--- START ---
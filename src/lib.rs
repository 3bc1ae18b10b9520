// collateral-core: collateral valuation and default detection engine.
// soundness-first architecture: appreciation tracking, oracle-defended
// pricing and the default state machine take priority.
// all computation is deterministic with no external I/O.
//
// file map (search X.0 for structs, X.1+ for logic):
//   1.x  types.rs: primitives: AssetId, ExchangeRate, UoaValue, Timestamp
//   2.x  config.rs: per-asset economic parameters, validation, presets
//   3.x  engine.rs: collateral engine: refresh cycle, cached price, rewards
//   4.x  pricing.rs: feed sets, bounded price estimates, peg deviation
//   5.x  oracle.rs: feed traits, staleness enforcement (mocked sources)
//   6.x  events.rs: state transition events for audit
//   7.x  rewards.rs: reward stream pass-through (mocked)
//   8.x  appreciation.rs: exchange rate high water mark, revenue hiding
//   9.x  status.rs: SOUND/IFFY/DEFAULT state machine with grace timer
//   10.x portfolio.rs: read-only aggregation over many engines

// core valuation modules
pub mod appreciation;
pub mod engine;
pub mod pricing;
pub mod status;
pub mod types;

// integration modules
pub mod config;
pub mod events;
pub mod oracle;
pub mod portfolio;
pub mod rewards;

// re exports for convenience
pub use appreciation::*;
pub use engine::*;
pub use pricing::*;
pub use status::*;
pub use types::*;
pub use config::{CollateralConfig, ConfigError};
pub use events::{
    Event, EventId, EventPayload, PeakRateUpdatedEvent, RewardsClaimedEvent, StatusChangedEvent,
};
pub use oracle::{
    CheckedRead, ExchangeRateSource, FeedError, FeedReading, MockFeed, MockRateSource, OracleFeed,
    OracleHandle,
};
pub use portfolio::{BasketShare, Portfolio, RegistryError};
pub use rewards::{MockRewardSource, RewardError, RewardSource};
--- END ---
**PROBLEM:** All the lines above should be written out once more, exactly.

**SOLUTION FOR THIS TASK:**
filename src/lib.rs
repository 3bc1ae18b10b9520
// collateral-core: collateral valuation and default detection engine.
// soundness-first architecture: appreciation tracking, oracle-defended
// pricing and the default state machine take priority.
// all computation is deterministic with no external I/O.
//
// file map (search X.0 for structs, X.1+ for logic):
//   1.x  types.rs: primitives: AssetId, ExchangeRate, UoaValue, Timestamp
//   2.x  config.rs: per-asset economic parameters, validation, presets
//   3.x  engine.rs: collateral engine: refresh cycle, cached price, rewards
//   4.x  pricing.rs: feed sets, bounded price estimates, peg deviation
//   5.x  oracle.rs: feed traits, staleness enforcement (mocked sources)
//   6.x  events.rs: state transition events for audit
//   7.x  rewards.rs: reward stream pass-through (mocked)
//   8.x  appreciation.rs: exchange rate high water mark, revenue hiding
//   9.x  status.rs: SOUND/IFFY/DEFAULT state machine with grace timer
//   10.x portfolio.rs: read-only aggregation over many engines

// core valuation modules
pub mod appreciation;
pub mod engine;
pub mod pricing;
pub mod status;
pub mod types;

// integration modules
pub mod config;
pub mod events;
pub mod oracle;
pub mod portfolio;
pub mod rewards;

// re exports for convenience
pub use appreciation::*;
pub use engine::*;
pub use pricing::*;
pub use status::*;
pub use types::*;
pub use config::{CollateralConfig, ConfigError};
pub use events::{
    Event, EventId, EventPayload, PeakRateUpdatedEvent, RewardsClaimedEvent, StatusChangedEvent,
};
pub use oracle::{
    CheckedRead, ExchangeRateSource, FeedError, FeedReading, MockFeed, MockRateSource, OracleFeed,
    OracleHandle,
};
pub use portfolio::{BasketShare, Portfolio, RegistryError};
pub use rewards::{MockRewardSource, RewardError, RewardSource};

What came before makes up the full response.